YOUR TASK:
Only one span of the listing below is wanted: the lines from the one with "let by_job = EventFilter::all().for_job(job_id);" through the one with "let changed = event(EventKind::AgentStatusChanged", reproduced exactly, both ends kept.
*** Opening of TASK MATERIAL ***
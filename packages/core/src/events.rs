//! Event types for real-time updates.

use std::collections::HashSet;

use chrono::{DateTime, Utc};
use serde::{Deserialize, Serialize};

use crate::{AgentId, AgentStatus, Job, JobId, JobProgress, SwarmHealth};

/// Discriminant of an [`EventKind`], used for filtering.
#[derive(Debug, Clone, Copy, PartialEq, Eq, Hash, Serialize, Deserialize)]
#[serde(rename_all = "snake_case")]
pub enum EventType {
    JobQueued,
    JobStarted,
    ProgressUpdated,
    JobPaused,
    JobResumed,
    JobCompleted,
    JobFailed,
    JobCancelled,
    AgentStatusChanged,
    SwarmHealthChanged,
}

/// Payload of a compression event.
#[derive(Debug, Clone, PartialEq, Serialize, Deserialize)]
#[serde(tag = "event", rename_all = "snake_case")]
pub enum EventKind {
    /// A new job was accepted.
    JobQueued { job: Box<Job> },
    /// A job was handed to an agent.
    JobStarted { job_id: JobId, agent_id: AgentId },
    /// A running job made progress (coalesced).
    ProgressUpdated {
        job_id: JobId,
        progress: JobProgress,
    },
    JobPaused { job_id: JobId },
    JobResumed { job_id: JobId },
    JobCompleted {
        job_id: JobId,
        duration_ms: u64,
        bytes_processed: u64,
    },
    JobFailed { job_id: JobId, error: String },
    JobCancelled { job_id: JobId },
    AgentStatusChanged {
        agent_id: AgentId,
        old_status: AgentStatus,
        new_status: AgentStatus,
    },
    /// The swarm's health level crossed a threshold.
    SwarmHealthChanged { health: SwarmHealth },
}

impl EventKind {
    pub fn event_type(&self) -> EventType {
        match self {
            EventKind::JobQueued { .. } => EventType::JobQueued,
            EventKind::JobStarted { .. } => EventType::JobStarted,
            EventKind::ProgressUpdated { .. } => EventType::ProgressUpdated,
            EventKind::JobPaused { .. } => EventType::JobPaused,
            EventKind::JobResumed { .. } => EventType::JobResumed,
            EventKind::JobCompleted { .. } => EventType::JobCompleted,
            EventKind::JobFailed { .. } => EventType::JobFailed,
            EventKind::JobCancelled { .. } => EventType::JobCancelled,
            EventKind::AgentStatusChanged { .. } => EventType::AgentStatusChanged,
            EventKind::SwarmHealthChanged { .. } => EventType::SwarmHealthChanged,
        }
    }

    /// Get the job ID associated with this event, if any.
    pub fn job_id(&self) -> Option<JobId> {
        match self {
            EventKind::JobQueued { job } => Some(job.id),
            EventKind::JobStarted { job_id, .. }
            | EventKind::ProgressUpdated { job_id, .. }
            | EventKind::JobPaused { job_id }
            | EventKind::JobResumed { job_id }
            | EventKind::JobCompleted { job_id, .. }
            | EventKind::JobFailed { job_id, .. }
            | EventKind::JobCancelled { job_id } => Some(*job_id),
            EventKind::AgentStatusChanged { .. } | EventKind::SwarmHealthChanged { .. } => None,
        }
    }

    /// Get the agent ID associated with this event, if any.
    pub fn agent_id(&self) -> Option<&AgentId> {
        match self {
            EventKind::JobStarted { agent_id, .. }
            | EventKind::AgentStatusChanged { agent_id, .. } => Some(agent_id),
            _ => None,
        }
    }

    /// Whether this event ends a job's lifecycle.
    pub fn is_terminal(&self) -> bool {
        matches!(
            self,
            EventKind::JobCompleted { .. }
                | EventKind::JobFailed { .. }
                | EventKind::JobCancelled { .. }
        )
    }

    /// Get a short description of this event for logging.
    pub fn description(&self) -> String {
        match self {
            EventKind::JobQueued { job } => {
                format!("Job {} queued ({}, {})", job.id, job.kind(), job.priority)
            }
            EventKind::JobStarted { job_id, agent_id } => {
                format!("Job {} started on {}", job_id, agent_id)
            }
            EventKind::ProgressUpdated { job_id, progress } => {
                format!("Job {} at {:.1}%", job_id, progress.percent)
            }
            EventKind::JobPaused { job_id } => format!("Job {} paused", job_id),
            EventKind::JobResumed { job_id } => format!("Job {} resumed", job_id),
            EventKind::JobCompleted {
                job_id,
                duration_ms,
                ..
            } => format!("Job {} completed in {}ms", job_id, duration_ms),
            EventKind::JobFailed { job_id, error } => format!("Job {} failed: {}", job_id, error),
            EventKind::JobCancelled { job_id } => format!("Job {} cancelled", job_id),
            EventKind::AgentStatusChanged {
                agent_id,
                old_status,
                new_status,
            } => format!("Agent {} {} -> {}", agent_id, old_status, new_status),
            EventKind::SwarmHealthChanged { health } => {
                format!("Swarm {} ({}/{} idle)", health.level, health.idle, health.total)
            }
        }
    }
}

/// An event as delivered to subscribers.
#[derive(Debug, Clone, PartialEq, Serialize, Deserialize)]
pub struct CompressionEvent {
    /// Strictly increasing per emitter.
    pub sequence: u64,
    pub timestamp: DateTime<Utc>,
    #[serde(flatten)]
    pub kind: EventKind,
}

impl CompressionEvent {
    pub fn event_type(&self) -> EventType {
        self.kind.event_type()
    }

    pub fn job_id(&self) -> Option<JobId> {
        self.kind.job_id()
    }
}

/// Selects which events a subscriber receives. Empty criteria match all.
#[derive(Debug, Clone, Default, PartialEq, Eq)]
pub struct EventFilter {
    event_types: Option<HashSet<EventType>>,
    job_id: Option<JobId>,
    agent_id: Option<AgentId>,
}

impl EventFilter {
    /// A filter that matches every event.
    pub fn all() -> Self {
        Self::default()
    }

    /// Restrict to the given event types.
    pub fn types(types: impl IntoIterator<Item = EventType>) -> Self {
        Self {
            event_types: Some(types.into_iter().collect()),
            ..Self::default()
        }
    }

    /// Restrict to events about one job.
    pub fn for_job(mut self, job_id: JobId) -> Self {
        self.job_id = Some(job_id);
        self
    }

    /// Restrict to events about one agent.
    pub fn for_agent(mut self, agent_id: AgentId) -> Self {
        self.agent_id = Some(agent_id);
        self
    }

    pub fn matches(&self, event: &CompressionEvent) -> bool {
        if let Some(types) = &self.event_types
            && !types.contains(&event.event_type())
        {
            return false;
        }
        if let Some(job_id) = self.job_id
            && event.job_id() != Some(job_id)
        {
            return false;
        }
        if let Some(agent_id) = &self.agent_id
            && event.kind.agent_id() != Some(agent_id)
        {
            return false;
        }
        true
    }
}

#[cfg(test)]
mod tests {
    use super::*;

    fn event(kind: EventKind) -> CompressionEvent {
        CompressionEvent {
            sequence: 1,
            timestamp: Utc::now(),
            kind,
        }
    }

    #[test]
    fn filter_by_type_and_job() {
        let job_id = JobId::new();
        let cancelled = event(EventKind::JobCancelled { job_id });
        let other = event(EventKind::JobCancelled {
            job_id: JobId::new(),
        });

        assert!(EventFilter::all().matches(&cancelled));
        assert!(EventFilter::types([EventType::JobCancelled]).matches(&cancelled));
        assert!(!EventFilter::types([EventType::JobFailed]).matches(&cancelled));

        let by_job = EventFilter::all().for_job(job_id);
        assert!(by_job.matches(&cancelled));
        assert!(!by_job.matches(&other));
    }

    #[test]
    fn filter_by_agent_skips_job_only_events() {
        let agent_id = AgentId::new("zstd-1");
        let changed = event(EventKind::AgentStatusChanged {
            agent_id: agent_id.clone(),
            old_status: AgentStatus::Busy,
            new_status: AgentStatus::Idle,
        });
        let filter = EventFilter::all().for_agent(agent_id);
        assert!(filter.matches(&changed));
        assert!(!filter.matches(&event(EventKind::JobPaused {
            job_id: JobId::new()
        })));
    }

    #[test]
    fn serializes_as_flat_tagged_record() {
        let job_id = JobId::new();
        let value = serde_json::to_value(event(EventKind::JobFailed {
            job_id,
            error: "disk full".into(),
        }))
        .unwrap();
        assert_eq!(value["event"], "job_failed");
        assert_eq!(value["sequence"], 1);
        assert_eq!(value["error"], "disk full");
        assert_eq!(value["job_id"], job_id.to_string());
    }
}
*** Close of TASK MATERIAL ***
YOUR RESPONSE:
        let by_job = EventFilter::all().for_job(job_id);
        assert!(by_job.matches(&cancelled));
        assert!(!by_job.matches(&other));
    }

    #[test]
    fn filter_by_agent_skips_job_only_events() {
        let agent_id = AgentId::new("zstd-1");
        let changed = event(EventKind::AgentStatusChanged {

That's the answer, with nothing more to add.